═════ Exercise material ═════

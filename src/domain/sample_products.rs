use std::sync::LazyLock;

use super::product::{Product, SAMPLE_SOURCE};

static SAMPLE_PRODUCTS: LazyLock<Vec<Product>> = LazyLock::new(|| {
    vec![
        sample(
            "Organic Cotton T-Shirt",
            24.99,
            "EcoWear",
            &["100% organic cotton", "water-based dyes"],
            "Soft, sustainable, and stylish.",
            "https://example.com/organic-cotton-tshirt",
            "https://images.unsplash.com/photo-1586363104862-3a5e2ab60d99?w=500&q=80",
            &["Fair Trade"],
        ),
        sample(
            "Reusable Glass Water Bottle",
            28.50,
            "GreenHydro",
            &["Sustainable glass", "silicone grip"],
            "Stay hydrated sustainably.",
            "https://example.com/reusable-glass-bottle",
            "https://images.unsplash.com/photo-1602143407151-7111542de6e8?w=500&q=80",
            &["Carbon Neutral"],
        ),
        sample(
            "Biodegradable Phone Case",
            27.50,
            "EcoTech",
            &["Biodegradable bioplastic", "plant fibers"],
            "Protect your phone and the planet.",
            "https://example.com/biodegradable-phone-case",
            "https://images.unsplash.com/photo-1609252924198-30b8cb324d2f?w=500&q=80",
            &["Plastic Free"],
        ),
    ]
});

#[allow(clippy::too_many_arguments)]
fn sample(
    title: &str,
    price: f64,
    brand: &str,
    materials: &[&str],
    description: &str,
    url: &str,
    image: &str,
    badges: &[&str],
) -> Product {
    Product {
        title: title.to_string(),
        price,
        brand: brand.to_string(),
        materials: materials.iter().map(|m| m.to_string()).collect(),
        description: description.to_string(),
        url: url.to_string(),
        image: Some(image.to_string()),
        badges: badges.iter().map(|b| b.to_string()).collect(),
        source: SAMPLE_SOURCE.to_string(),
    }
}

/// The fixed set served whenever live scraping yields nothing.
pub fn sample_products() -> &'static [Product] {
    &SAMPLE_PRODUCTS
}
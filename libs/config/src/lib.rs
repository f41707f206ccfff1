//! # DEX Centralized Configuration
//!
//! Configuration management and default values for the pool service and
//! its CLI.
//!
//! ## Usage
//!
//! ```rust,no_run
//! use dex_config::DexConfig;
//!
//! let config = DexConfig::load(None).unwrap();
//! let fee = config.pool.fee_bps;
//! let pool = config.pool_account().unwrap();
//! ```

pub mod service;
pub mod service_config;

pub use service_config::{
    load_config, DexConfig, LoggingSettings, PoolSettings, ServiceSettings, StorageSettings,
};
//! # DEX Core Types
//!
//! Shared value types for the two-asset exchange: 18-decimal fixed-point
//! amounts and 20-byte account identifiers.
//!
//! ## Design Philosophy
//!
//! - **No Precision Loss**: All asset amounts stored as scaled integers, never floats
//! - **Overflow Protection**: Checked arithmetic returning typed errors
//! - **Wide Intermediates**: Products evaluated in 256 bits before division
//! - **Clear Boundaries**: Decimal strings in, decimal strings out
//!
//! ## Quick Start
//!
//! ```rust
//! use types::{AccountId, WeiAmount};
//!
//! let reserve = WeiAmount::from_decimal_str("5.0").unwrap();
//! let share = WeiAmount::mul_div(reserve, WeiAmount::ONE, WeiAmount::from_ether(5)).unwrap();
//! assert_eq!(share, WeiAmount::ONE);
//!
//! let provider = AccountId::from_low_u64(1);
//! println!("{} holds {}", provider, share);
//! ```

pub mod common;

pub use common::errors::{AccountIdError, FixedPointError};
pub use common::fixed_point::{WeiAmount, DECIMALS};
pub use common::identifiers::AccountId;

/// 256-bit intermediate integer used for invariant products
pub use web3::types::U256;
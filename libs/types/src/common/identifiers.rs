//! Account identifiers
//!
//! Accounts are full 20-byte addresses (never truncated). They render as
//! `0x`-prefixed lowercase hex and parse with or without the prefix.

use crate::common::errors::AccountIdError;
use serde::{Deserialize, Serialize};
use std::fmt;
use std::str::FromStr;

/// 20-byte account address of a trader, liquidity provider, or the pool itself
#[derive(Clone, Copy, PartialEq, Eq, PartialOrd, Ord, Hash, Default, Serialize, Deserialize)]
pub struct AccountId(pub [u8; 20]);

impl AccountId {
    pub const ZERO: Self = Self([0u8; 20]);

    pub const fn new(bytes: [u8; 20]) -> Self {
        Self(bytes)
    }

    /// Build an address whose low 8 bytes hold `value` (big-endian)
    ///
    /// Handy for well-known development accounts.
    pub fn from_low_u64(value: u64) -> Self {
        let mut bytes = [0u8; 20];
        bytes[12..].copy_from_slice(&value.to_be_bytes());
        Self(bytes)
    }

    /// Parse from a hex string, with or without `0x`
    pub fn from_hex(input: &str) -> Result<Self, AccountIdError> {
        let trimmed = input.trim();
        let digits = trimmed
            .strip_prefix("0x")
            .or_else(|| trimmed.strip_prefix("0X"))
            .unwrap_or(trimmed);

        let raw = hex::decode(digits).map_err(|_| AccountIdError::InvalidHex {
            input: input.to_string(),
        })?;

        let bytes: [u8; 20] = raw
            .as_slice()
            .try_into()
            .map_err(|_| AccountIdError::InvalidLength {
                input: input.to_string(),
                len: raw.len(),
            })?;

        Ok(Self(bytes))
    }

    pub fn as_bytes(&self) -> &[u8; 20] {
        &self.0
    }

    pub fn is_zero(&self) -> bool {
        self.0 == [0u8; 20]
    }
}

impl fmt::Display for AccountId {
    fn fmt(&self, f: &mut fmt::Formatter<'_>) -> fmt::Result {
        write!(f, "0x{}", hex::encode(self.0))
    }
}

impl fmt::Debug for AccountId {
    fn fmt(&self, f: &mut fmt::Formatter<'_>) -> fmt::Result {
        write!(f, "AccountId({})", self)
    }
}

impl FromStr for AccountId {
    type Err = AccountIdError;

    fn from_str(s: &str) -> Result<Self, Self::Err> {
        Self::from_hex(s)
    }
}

═════
═════ Exercise material ═════

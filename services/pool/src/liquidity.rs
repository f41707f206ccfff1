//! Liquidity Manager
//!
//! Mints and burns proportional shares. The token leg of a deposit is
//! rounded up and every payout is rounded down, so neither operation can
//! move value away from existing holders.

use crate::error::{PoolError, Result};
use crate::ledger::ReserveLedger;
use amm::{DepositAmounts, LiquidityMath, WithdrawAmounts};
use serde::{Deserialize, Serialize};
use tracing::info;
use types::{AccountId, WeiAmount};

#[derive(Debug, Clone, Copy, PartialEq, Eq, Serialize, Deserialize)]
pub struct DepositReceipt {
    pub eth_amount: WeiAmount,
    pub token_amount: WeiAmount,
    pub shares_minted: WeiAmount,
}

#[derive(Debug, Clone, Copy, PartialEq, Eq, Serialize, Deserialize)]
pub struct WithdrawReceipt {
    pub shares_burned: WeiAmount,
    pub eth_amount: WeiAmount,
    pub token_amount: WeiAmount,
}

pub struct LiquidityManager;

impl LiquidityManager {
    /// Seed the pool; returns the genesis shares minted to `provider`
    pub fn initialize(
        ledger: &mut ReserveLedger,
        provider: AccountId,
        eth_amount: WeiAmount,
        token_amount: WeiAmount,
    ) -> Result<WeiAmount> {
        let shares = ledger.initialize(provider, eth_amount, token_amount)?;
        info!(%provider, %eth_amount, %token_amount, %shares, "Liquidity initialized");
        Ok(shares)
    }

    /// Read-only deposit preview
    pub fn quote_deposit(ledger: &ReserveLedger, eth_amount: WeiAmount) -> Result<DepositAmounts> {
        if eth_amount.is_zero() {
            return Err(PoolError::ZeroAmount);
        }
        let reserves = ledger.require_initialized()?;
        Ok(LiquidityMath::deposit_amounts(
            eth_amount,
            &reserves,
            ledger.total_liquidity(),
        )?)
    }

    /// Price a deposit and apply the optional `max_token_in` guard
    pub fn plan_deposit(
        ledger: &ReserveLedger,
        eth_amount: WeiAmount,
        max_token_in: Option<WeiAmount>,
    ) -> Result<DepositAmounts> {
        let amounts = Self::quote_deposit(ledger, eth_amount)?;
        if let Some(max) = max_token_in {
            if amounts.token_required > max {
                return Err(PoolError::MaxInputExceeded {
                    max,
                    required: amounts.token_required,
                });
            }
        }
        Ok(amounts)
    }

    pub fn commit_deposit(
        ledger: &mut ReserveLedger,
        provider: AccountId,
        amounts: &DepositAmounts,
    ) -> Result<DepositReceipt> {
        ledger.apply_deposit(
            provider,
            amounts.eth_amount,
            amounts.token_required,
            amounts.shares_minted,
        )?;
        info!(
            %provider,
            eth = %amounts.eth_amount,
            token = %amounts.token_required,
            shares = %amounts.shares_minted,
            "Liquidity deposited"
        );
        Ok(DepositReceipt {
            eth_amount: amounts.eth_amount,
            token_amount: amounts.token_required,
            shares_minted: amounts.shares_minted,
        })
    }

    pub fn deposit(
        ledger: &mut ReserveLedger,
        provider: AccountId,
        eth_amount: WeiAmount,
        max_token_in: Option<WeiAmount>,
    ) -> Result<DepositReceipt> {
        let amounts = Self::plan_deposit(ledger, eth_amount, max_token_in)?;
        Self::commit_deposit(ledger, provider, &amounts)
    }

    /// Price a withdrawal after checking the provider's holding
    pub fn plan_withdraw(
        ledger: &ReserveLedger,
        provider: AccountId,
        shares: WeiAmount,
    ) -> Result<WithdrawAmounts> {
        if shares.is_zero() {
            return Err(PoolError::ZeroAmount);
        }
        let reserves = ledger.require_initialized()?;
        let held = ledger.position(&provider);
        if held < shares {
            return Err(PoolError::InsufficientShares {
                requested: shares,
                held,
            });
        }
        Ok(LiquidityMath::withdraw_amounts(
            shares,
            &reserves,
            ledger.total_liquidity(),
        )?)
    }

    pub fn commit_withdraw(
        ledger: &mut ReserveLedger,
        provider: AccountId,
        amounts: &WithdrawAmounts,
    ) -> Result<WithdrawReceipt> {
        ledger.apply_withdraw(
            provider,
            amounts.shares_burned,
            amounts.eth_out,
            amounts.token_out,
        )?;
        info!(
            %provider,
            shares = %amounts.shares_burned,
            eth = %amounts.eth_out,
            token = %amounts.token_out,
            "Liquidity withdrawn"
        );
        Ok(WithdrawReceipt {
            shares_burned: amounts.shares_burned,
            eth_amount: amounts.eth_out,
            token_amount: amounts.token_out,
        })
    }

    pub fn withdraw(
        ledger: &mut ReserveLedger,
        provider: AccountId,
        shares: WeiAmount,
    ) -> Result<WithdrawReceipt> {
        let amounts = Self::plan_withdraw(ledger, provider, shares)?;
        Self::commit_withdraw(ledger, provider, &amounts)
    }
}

═════
═════ Exercise material ═════

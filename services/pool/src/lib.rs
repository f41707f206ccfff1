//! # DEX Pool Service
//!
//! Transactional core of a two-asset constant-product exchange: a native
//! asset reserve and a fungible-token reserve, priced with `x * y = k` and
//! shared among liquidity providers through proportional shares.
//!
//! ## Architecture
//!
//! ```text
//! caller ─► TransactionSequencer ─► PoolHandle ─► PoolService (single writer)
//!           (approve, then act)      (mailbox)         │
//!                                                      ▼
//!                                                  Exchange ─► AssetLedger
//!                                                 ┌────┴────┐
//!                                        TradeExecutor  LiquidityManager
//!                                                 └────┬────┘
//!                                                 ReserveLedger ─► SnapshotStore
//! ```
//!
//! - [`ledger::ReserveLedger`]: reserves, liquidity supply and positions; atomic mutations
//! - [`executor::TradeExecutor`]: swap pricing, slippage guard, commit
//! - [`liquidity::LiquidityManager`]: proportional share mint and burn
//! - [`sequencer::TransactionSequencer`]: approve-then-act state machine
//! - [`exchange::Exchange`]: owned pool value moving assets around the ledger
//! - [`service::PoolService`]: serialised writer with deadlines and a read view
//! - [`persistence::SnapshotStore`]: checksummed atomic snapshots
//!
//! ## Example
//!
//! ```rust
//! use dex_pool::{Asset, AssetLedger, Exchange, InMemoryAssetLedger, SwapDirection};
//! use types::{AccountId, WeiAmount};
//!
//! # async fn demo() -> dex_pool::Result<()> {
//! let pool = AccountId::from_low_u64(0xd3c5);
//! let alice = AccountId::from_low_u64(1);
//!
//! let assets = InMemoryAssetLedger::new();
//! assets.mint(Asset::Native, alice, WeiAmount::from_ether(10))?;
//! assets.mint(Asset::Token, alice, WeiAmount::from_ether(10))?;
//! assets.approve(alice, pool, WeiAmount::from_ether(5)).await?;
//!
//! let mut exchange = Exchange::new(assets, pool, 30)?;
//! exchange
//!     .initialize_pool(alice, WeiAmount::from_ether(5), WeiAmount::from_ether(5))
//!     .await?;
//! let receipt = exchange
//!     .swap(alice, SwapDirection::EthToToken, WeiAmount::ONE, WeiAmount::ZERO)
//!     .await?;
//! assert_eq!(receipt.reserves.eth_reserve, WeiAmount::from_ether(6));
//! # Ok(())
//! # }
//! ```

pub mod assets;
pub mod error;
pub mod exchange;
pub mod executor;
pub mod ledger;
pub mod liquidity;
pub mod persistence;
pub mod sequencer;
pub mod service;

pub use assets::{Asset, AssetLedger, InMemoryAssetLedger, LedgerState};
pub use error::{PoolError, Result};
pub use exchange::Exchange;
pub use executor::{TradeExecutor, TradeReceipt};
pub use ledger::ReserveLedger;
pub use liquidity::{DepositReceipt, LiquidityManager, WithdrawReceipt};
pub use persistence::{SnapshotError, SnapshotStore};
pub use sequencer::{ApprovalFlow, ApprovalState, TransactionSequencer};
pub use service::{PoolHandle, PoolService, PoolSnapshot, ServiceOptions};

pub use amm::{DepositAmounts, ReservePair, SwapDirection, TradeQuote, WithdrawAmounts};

═════

Show the lines of the records above that mention "SwapDirection".

//! use dex_pool::{Asset, AssetLedger, Exchange, InMemoryAssetLedger, SwapDirection};
//!     .swap(alice, SwapDirection::EthToToken, WeiAmount::ONE, WeiAmount::ZERO)
pub use amm::{DepositAmounts, ReservePair, SwapDirection, TradeQuote, WithdrawAmounts};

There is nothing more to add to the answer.